The Elmont community looking to revitalize their downtown area near the intersection of Hempstead Turnpike and Elmont Road. The 2008 Community Vision Plan, as referenced in the DEIS, called for redevelopment of the parking areas with Belmont Park related uses such as a hotel/conference center with associated retail. However the scale of what was envisioned in the plan was not nearly as large as what is proposed here. Their proposed plan included a hotel conference center with ancillary ground floor retail, not over 400,000 square feet of a retail mall and an 18,000 seat arena in addition to the hotel.


In addition the viability of building 400,000 sf of a retail mall in a climate where retail use has diminished radically may yield either a failed project on the site or failed businesses in the surrounding community due to shrinking demand. We have not seen this size mall proposal advance on Long Island in over ten years and the last one in Deer Park has underperformed on many counts.


3) Community Benefits:


This proposal will affect several surrounding communities, but the Elmont community south of the park is likely to experience the greatest impacts. The proposed benefits to the community do not appear to adequately offset the potential impacts. The current proposal calls for 10,000 square feet of community space, potentially located in several buildings. This is less than one percent of the total proposed building area and according to the site plan, the location of the community space is in a part of the site furthest from the surrounding community. It is mentioned in the DEIS that the space would be used for job training for community members, but is this its only proposed use?
The open space on site does not appear to be designed in a way to allow it to be useful to the surrounding community. The plaza portion on the northern site may be utilized by visitors to the arena or hotel, but is unlikely to be useful to the surrounding community. Designing it in a way to maintain mature trees on the property will help to improve the quality of the space and maintain the benefits of those trees, but its location still does not allow it to be easily used by the surrounding neighborhoods.
The other open space within this proposal surrounds the southern “retail village” providing a buffer to the neighborhood to the east. Much of it is a berm or simply too narrow to be developable and is essentially leftover space. It doesn’t appear to be usable or useful except to separate the development from the community.

There seems to be little discussion and commitment of jobs for community residents. It is our understanding that to date union labor or a local workforce with prevailing wages have not been secured for the site.

As proposed in the draft are the smallest amount of public benefits we have seen for land use proposals of this scale on Long Island. It is heartening to hear there may be other public benefits that arise out of the upcoming public hearings and needed public input.

4) Land Use Precedence & Community Process:


A project of this scope managed by a New York State agency creates a very bad precedence impacting the Home Rule of local Towns and Villages. The Town of Hempstead should be lead agency on the EIS and brought into the process to ensure compatibility with local community needs.

The process that created this DEIS should be managed in coordination with local community and small business leadership along with the local municipalities. Vision has been listening to neighbors in Elmont, the Village of Floral Park and adjoining communities across the Nassau/Queens border who have not been engaged to date.

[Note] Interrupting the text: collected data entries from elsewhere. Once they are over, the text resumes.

//! Transport plumbing.
//!
//! The synchronous core only sees [`Connection`]: send a text frame, close.
//! The drivers bridge that to tokio IO with one reader task and one writer
//! task per link; frames travel as a `u32` big-endian length followed by
//! UTF-8 bytes. [`MemoryConnection`] records frames in memory for tests and
//! headless setups.

use std::{cell::RefCell, net::SocketAddr, rc::Rc};

use anyhow::Context;
use async_trait::async_trait;
use bytes::{BufMut, BytesMut};
use tokio::{
    io::{AsyncRead, AsyncReadExt, AsyncWrite, AsyncWriteExt, ReadHalf, WriteHalf},
    net::{TcpListener, TcpStream},
    sync::{mpsc, oneshot},
};
use tracing::debug;

use crate::error::TransportError;

/// Hard ceiling on a single frame, independent of the configured message cap.
pub const MAX_FRAME_LEN: usize = 1 << 20;

/// A message-framed, ordered, bidirectional link as seen by the core.
pub trait Connection {
    fn send(&mut self, frame: &str) -> Result<(), TransportError>;
    fn close(&mut self);
}

// ─── In-memory ───

#[derive(Debug, Default)]
struct MemoryState {
    frames: Vec<String>,
    closed: bool,
    fail_sends: bool,
}

/// Records sent frames. Clones share the same record.
#[derive(Debug, Clone, Default)]
pub struct MemoryConnection {
    state: Rc<RefCell<MemoryState>>,
}

impl MemoryConnection {
    pub fn new() -> Self {
        Self::default()
    }

    /// Boxed clone, ready to hand to a server or client.
    pub fn boxed(&self) -> Box<dyn Connection> {
        Box::new(self.clone())
    }

    pub fn frames(&self) -> Vec<String> {
        self.state.borrow().frames.clone()
    }

    /// Returns and forgets everything sent so far.
    pub fn take_frames(&self) -> Vec<String> {
        std::mem::take(&mut self.state.borrow_mut().frames)
    }

    pub fn is_closed(&self) -> bool {
        self.state.borrow().closed
    }

    /// Makes every following send fail, as a dropped peer would.
    pub fn fail_sends(&self, fail: bool) {
        self.state.borrow_mut().fail_sends = fail;
    }
}

impl Connection for MemoryConnection {
    fn send(&mut self, frame: &str) -> Result<(), TransportError> {
        let mut state = self.state.borrow_mut();
        if state.closed {
            return Err(TransportError::Closed);
        }
        if state.fail_sends {
            return Err(TransportError::Send("peer unreachable".into()));
        }
        state.frames.push(frame.to_string());
        Ok(())
    }

    fn close(&mut self) {
        self.state.borrow_mut().closed = true;
    }
}

// ─── Channel-backed ───

/// Work item for a link's writer task.
#[derive(Debug)]
pub enum Outbound {
    Frame(String),
    Close,
}

/// [`Connection`] that hands frames to a writer task.
#[derive(Debug)]
pub struct ChannelConnection {
    tx: mpsc::UnboundedSender<Outbound>,
    closed: bool,
}

impl ChannelConnection {
    pub fn new(tx: mpsc::UnboundedSender<Outbound>) -> Self {
        Self { tx, closed: false }
    }
}

impl Connection for ChannelConnection {
    fn send(&mut self, frame: &str) -> Result<(), TransportError> {
        if self.closed {
            return Err(TransportError::Closed);
        }
        self.tx
            .send(Outbound::Frame(frame.to_string()))
            .map_err(|_| TransportError::Closed)
    }

    fn close(&mut self) {
        if !self.closed {
            self.closed = true;
            let _ = self.tx.send(Outbound::Close);
        }
    }
}

/// Inbound notifications from link tasks, tagged with the driver's key.
#[derive(Debug, Clone, PartialEq, Eq)]
pub enum LinkEvent<K> {
    Frame(K, String),
    Closed(K),
}

// ─── Framed IO ───

#[async_trait]
pub trait FrameSource: Send {
    /// Next frame, or `None` on a clean end of stream.
    async fn recv_frame(&mut self) -> anyhow::Result<Option<String>>;
}

#[async_trait]
pub trait FrameSink: Send {
    async fn send_frame(&mut self, frame: &str) -> anyhow::Result<()>;
    async fn shutdown(&mut self) -> anyhow::Result<()>;
}

/// Length-prefixed frame reader.
#[derive(Debug)]
pub struct FrameReader<R> {
    io: R,
    max_frame: usize,
}

impl<R> FrameReader<R> {
    pub fn new(io: R, max_frame: usize) -> Self {
        Self { io, max_frame }
    }
}

#[async_trait]
impl<R: AsyncRead + Unpin + Send> FrameSource for FrameReader<R> {
    async fn recv_frame(&mut self) -> anyhow::Result<Option<String>> {
        let mut len_buf = [0u8; 4];
        match self.io.read_exact(&mut len_buf).await {
            Ok(_) => {}
            Err(e) if e.kind() == std::io::ErrorKind::UnexpectedEof => return Ok(None),
            Err(e) => return Err(e).context("read frame len"),
        }
        let len = u32::from_be_bytes(len_buf) as usize;
        if len > self.max_frame {
            anyhow::bail!("frame of {len} bytes exceeds {} byte ceiling", self.max_frame);
        }
        let mut payload = vec![0u8; len];
        self.io
            .read_exact(&mut payload)
            .await
            .context("read frame payload")?;
        String::from_utf8(payload).context("frame is not utf-8").map(Some)
    }
}

/// Length-prefixed frame writer.
#[derive(Debug)]
pub struct FrameWriter<W> {
    io: W,
}

impl<W> FrameWriter<W> {
    pub fn new(io: W) -> Self {
        Self { io }
    }
}

#[async_trait]
impl<W: AsyncWrite + Unpin + Send> FrameSink for FrameWriter<W> {
    async fn send_frame(&mut self, frame: &str) -> anyhow::Result<()> {
        let payload = frame.as_bytes();
        let mut buf = BytesMut::with_capacity(4 + payload.len());
        buf.put_u32(payload.len() as u32);
        buf.extend_from_slice(payload);
        self.io.write_all(&buf).await.context("write frame")?;
        Ok(())
    }

    async fn shutdown(&mut self) -> anyhow::Result<()> {
        self.io.shutdown().await.context("shutdown writer")
    }
}

/// Splits any byte stream into a frame reader and writer.
pub fn framed<T>(io: T) -> (FrameReader<ReadHalf<T>>, FrameWriter<WriteHalf<T>>)
where
    T: AsyncRead + AsyncWrite,
{
    let (r, w) = tokio::io::split(io);
    (FrameReader::new(r, MAX_FRAME_LEN), FrameWriter::new(w))
}

/// Spawns reader and writer tasks for a link and returns the core's handle.
///
/// Frames arrive on `events` tagged with `key`; exactly one
/// `LinkEvent::Closed(key)` follows when the link ends from either side.
pub fn spawn_link<K, R, W>(
    reader: R,
    writer: W,
    key: K,
    events: mpsc::UnboundedSender<LinkEvent<K>>,
) -> ChannelConnection
where
    K: Clone + Send + 'static,
    R: FrameSource + 'static,
    W: FrameSink + 'static,
{
    let (tx, rx) = mpsc::unbounded_channel();
    let (stop_tx, stop_rx) = oneshot::channel();
    tokio::spawn(pump_outbound(writer, rx, stop_tx));
    tokio::spawn(pump_inbound(reader, key, events, stop_rx));
    ChannelConnection::new(tx)
}

async fn pump_outbound<W: FrameSink>(
    mut sink: W,
    mut rx: mpsc::UnboundedReceiver<Outbound>,
    stop: oneshot::Sender<()>,
) {
    while let Some(out) = rx.recv().await {
        match out {
            Outbound::Frame(frame) => {
                if let Err(e) = sink.send_frame(&frame).await {
                    debug!(error = %e, "Link write failed");
                    break;
                }
            }
            Outbound::Close => break,
        }
    }
    let _ = sink.shutdown().await;
    let _ = stop.send(());
}

async fn pump_inbound<K, R: FrameSource>(
    mut source: R,
    key: K,
    events: mpsc::UnboundedSender<LinkEvent<K>>,
    mut stop: oneshot::Receiver<()>,
) where
    K: Clone,
{
    loop {
        tokio::select! {
            frame = source.recv_frame() => match frame {
                Ok(Some(frame)) => {
                    if events.send(LinkEvent::Frame(key.clone(), frame)).is_err() {
                        return;
                    }
                }
                Ok(None) => break,
                Err(e) => {
                    debug!(error = %e, "Link read failed");
                    break;
                }
            },
            _ = &mut stop => break,
        }
    }
    let _ = events.send(LinkEvent::Closed(key));
}

// ─── TCP ───

/// TCP server listener.
pub struct FrameListener {
    listener: TcpListener,
}

impl FrameListener {
    pub async fn bind(addr: SocketAddr) -> anyhow::Result<Self> {
        let listener = TcpListener::bind(addr).await.context("tcp bind")?;
        Ok(Self { listener })
    }

    pub async fn accept(&self) -> anyhow::Result<(TcpStream, SocketAddr)> {
        let (stream, addr) = self.listener.accept().await.context("tcp accept")?;
        stream.set_nodelay(true).context("tcp nodelay")?;
        Ok((stream, addr))
    }

    pub fn local_addr(&self) -> anyhow::Result<SocketAddr> {
        Ok(self.listener.local_addr()?)
    }
}

/// Opens a client TCP stream.
pub async fn connect(addr: SocketAddr) -> anyhow::Result<TcpStream> {
    let stream = TcpStream::connect(addr).await.context("tcp connect")?;
    stream.set_nodelay(true).context("tcp nodelay")?;
    Ok(stream)
}

#[cfg(test)]
mod tests {
    use super::*;

    #[test]
    fn memory_connection_records_until_closed() {
        let conn = MemoryConnection::new();
        let mut handle = conn.boxed();
        handle.send("1,2").unwrap();
        handle.close();
        assert_eq!(handle.send("3"), Err(TransportError::Closed));
        assert_eq!(conn.frames(), vec!["1,2".to_string()]);
        assert!(conn.is_closed());
    }

    #[tokio::test]
    async fn frames_cross_a_duplex_pipe() -> anyhow::Result<()> {
        let (a, b) = tokio::io::duplex(1024);
        let (_ra, mut wa) = framed(a);
        let (mut rb, _wb) = framed(b);

        wa.send_frame("3").await?;
        wa.send_frame("6,[[1,0.5,0.5,1.0,0.0]]").await?;
        assert_eq!(rb.recv_frame().await?.as_deref(), Some("3"));
        assert_eq!(
            rb.recv_frame().await?.as_deref(),
            Some("6,[[1,0.5,0.5,1.0,0.0]]")
        );
        Ok(())
    }

    #[tokio::test]
    async fn link_reports_frames_then_close() -> anyhow::Result<()> {
        let (local, remote) = tokio::io::duplex(1024);
        let (r, w) = framed(local);
        let (events_tx, mut events) = mpsc::unbounded_channel();
        let mut conn = spawn_link(r, w, 7u32, events_tx);

        let (mut peer_r, mut peer_w) = framed(remote);
        peer_w.send_frame("{up:true}").await?;
        assert_eq!(
            events.recv().await,
            Some(LinkEvent::Frame(7, "{up:true}".to_string()))
        );

        conn.send("2,{}").map_err(anyhow::Error::new)?;
        assert_eq!(peer_r.recv_frame().await?.as_deref(), Some("2,{}"));

        conn.close();
        assert_eq!(events.recv().await, Some(LinkEvent::Closed(7)));
        assert_eq!(peer_r.recv_frame().await?, None);
        Ok(())
    }
}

5) Smart Growth Impact Statement:
The Smart Growth Impact Statement in Appendix H describes the project as a Smart Growth project however its design and location makes that a difficult case to make. It is redeveloping previously developed property in an area already served by existing infrastructure, which is beneficial, however it is not well served by transit, nor is it in a downtown center or walkable to one. As previously stated, the proposed two trains per event is not enough to make this project "transit-oriented."

The Smart Growth category of “Compact Land Use” is not intended to jam as much development possible on a given site but to create a focused, walkable Main Street area that this development does not contain.
There are several different uses within the proposal, but is not a "live, work, play" mix of uses that allows the community to become less auto-dependent by having a range of uses nearby. Despite its size, it's not a balanced, mixed use community nor is it part of a larger one. It is primarily a regional entertainment destination that is not integrated with or supportive of the local community.

It is worth noting that Vision lobbied for the passage of the Smart Growth Public Infrastructure Act which places this section of criteria in the EIS for review. It’s unfortunate to see a mall proposal rated in this section.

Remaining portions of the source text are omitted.